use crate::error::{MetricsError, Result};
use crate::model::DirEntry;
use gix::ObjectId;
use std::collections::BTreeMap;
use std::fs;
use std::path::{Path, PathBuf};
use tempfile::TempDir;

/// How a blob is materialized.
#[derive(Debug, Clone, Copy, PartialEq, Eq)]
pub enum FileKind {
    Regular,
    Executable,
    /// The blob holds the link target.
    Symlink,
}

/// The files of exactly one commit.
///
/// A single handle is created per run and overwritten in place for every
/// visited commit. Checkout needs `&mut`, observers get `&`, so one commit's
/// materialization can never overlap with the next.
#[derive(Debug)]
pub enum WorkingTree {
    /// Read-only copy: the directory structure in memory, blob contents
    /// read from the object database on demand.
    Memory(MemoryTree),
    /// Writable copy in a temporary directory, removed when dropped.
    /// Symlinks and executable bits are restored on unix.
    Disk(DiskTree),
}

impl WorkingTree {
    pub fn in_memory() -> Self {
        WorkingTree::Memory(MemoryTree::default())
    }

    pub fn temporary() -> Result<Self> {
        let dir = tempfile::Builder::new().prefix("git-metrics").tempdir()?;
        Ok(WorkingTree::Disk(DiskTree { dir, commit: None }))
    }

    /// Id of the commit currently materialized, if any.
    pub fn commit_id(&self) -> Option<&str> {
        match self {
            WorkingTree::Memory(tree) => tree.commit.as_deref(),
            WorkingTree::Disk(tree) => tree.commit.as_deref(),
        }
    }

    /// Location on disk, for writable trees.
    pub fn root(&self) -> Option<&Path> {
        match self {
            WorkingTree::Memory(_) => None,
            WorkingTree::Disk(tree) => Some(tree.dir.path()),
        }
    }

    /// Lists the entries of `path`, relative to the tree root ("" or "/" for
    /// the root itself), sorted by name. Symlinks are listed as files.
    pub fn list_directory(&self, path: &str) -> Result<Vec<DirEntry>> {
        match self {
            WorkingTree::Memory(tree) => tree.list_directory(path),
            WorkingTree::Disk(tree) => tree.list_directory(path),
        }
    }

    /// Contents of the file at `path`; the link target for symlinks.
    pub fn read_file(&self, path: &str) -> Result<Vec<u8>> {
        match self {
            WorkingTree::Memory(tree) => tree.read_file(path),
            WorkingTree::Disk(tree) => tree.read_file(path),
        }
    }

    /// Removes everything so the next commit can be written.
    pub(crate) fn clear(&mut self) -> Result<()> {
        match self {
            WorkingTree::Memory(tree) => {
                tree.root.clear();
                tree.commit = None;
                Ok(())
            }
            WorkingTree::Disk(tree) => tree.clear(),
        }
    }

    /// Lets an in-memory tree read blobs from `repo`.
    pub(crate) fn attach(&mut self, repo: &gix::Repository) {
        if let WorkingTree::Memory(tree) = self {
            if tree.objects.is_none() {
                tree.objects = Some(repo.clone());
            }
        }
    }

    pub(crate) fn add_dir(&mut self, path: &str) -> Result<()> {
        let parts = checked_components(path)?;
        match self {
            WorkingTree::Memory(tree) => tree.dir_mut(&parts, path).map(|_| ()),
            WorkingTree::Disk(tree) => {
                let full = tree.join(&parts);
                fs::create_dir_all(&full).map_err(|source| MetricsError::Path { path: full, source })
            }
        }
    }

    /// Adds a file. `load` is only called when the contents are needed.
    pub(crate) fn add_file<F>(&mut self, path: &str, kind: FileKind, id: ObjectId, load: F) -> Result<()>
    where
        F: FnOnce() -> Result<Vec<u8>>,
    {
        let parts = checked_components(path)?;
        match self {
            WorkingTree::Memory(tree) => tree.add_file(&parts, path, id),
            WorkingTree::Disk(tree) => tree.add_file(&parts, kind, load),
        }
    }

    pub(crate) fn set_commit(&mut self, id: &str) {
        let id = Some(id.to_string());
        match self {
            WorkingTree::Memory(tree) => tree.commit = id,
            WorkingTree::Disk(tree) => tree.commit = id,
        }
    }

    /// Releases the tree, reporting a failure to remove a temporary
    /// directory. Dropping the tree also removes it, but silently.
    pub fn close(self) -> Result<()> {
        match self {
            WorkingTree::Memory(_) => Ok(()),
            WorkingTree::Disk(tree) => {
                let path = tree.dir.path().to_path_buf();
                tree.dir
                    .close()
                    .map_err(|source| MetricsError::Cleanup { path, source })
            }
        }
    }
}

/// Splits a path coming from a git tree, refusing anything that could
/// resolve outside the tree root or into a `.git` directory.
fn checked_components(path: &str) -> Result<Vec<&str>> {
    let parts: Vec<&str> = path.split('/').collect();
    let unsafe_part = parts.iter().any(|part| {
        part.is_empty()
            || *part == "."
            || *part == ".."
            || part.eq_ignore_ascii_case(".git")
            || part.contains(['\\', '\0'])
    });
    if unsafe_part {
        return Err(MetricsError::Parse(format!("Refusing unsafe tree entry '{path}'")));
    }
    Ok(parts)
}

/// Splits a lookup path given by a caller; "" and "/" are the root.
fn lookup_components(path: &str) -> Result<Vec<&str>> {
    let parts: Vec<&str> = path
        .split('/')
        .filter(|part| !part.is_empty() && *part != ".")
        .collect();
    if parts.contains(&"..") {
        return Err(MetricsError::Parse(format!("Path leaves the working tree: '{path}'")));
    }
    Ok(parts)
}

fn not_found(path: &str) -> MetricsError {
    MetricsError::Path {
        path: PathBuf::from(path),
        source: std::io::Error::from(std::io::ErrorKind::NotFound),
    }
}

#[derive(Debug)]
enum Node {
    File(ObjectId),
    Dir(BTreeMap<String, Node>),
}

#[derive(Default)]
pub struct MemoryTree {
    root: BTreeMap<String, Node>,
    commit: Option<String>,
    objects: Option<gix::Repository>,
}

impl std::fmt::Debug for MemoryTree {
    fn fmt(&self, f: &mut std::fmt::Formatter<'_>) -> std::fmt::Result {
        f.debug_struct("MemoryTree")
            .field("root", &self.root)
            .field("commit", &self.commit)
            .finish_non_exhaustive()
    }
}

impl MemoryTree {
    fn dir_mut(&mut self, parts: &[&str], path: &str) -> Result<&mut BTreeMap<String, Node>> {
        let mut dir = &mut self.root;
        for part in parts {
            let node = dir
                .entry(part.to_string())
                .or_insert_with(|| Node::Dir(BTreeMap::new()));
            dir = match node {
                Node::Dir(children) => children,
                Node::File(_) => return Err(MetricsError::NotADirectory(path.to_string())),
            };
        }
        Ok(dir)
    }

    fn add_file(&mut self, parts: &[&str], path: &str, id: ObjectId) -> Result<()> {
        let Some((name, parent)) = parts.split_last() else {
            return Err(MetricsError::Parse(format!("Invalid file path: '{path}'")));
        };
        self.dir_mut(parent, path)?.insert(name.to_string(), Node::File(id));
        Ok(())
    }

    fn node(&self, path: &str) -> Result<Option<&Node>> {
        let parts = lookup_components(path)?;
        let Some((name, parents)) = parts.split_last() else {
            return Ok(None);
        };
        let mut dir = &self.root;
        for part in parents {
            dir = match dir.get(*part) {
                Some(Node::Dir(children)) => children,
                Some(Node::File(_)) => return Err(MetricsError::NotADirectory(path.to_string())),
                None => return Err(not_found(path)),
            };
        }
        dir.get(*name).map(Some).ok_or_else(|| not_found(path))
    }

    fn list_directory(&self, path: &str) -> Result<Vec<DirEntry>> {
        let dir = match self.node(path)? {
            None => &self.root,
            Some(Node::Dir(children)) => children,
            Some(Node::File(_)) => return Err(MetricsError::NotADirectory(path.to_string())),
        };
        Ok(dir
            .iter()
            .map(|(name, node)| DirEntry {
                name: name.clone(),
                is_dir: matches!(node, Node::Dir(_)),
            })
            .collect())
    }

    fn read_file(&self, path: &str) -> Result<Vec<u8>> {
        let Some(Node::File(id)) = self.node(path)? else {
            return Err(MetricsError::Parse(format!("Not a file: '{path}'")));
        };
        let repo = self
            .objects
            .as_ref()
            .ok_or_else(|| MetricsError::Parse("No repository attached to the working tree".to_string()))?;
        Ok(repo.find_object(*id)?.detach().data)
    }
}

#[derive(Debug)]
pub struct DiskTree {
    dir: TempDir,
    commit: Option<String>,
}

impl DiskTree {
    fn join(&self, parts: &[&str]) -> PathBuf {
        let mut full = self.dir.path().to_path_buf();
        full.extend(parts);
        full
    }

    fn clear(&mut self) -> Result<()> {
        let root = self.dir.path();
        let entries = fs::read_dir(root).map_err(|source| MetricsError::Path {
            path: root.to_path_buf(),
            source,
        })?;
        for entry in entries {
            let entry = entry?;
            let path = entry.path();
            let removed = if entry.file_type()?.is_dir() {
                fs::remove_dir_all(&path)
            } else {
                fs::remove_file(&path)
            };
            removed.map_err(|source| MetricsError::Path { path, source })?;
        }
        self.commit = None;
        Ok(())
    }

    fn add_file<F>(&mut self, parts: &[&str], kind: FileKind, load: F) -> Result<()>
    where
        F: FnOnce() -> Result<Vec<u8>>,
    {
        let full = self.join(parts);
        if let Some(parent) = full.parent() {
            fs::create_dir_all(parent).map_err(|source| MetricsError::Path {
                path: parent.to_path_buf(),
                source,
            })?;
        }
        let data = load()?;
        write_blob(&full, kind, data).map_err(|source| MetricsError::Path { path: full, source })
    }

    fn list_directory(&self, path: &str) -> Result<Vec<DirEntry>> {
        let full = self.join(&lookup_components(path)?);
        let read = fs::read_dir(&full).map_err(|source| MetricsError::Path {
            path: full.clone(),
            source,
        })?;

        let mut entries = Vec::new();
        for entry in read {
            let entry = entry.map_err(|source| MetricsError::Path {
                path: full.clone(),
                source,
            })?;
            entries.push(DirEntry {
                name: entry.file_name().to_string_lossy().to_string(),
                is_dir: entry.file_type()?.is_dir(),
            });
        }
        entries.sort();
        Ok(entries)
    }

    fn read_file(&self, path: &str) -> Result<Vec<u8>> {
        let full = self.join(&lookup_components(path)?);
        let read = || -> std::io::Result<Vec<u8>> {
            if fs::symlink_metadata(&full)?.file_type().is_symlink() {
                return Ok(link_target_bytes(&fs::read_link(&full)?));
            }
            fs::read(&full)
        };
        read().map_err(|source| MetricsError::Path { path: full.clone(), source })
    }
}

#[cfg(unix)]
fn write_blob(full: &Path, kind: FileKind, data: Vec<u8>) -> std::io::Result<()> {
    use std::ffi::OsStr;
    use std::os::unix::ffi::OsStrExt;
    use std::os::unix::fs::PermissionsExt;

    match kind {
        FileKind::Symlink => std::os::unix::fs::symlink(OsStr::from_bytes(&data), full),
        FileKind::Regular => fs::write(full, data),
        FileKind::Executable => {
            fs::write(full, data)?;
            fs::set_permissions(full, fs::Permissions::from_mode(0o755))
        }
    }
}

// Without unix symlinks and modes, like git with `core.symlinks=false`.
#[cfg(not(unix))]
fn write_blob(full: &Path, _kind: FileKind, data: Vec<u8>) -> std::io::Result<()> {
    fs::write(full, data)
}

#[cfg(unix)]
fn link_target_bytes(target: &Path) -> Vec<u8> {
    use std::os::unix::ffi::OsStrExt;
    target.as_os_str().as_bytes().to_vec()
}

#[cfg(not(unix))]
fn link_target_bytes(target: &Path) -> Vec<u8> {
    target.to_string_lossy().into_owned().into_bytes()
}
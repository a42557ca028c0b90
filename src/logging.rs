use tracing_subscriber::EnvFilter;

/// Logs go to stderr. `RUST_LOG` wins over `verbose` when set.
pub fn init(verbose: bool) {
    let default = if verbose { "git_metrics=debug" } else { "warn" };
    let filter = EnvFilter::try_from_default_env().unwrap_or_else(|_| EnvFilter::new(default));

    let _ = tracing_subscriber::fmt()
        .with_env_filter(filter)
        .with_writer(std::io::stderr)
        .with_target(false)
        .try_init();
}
——————————
- [Required work]:
The expected response is the material above given again line by line, from its first line to the line holding "place for every", inclusive.

- [The answer]:
use crate::error::{MetricsError, Result};
use crate::model::DirEntry;
use gix::ObjectId;
use std::collections::BTreeMap;
use std::fs;
use std::path::{Path, PathBuf};
use tempfile::TempDir;

/// How a blob is materialized.
#[derive(Debug, Clone, Copy, PartialEq, Eq)]
pub enum FileKind {
    Regular,
    Executable,
    /// The blob holds the link target.
    Symlink,
}

/// The files of exactly one commit.
///
/// A single handle is created per run and overwritten in place for every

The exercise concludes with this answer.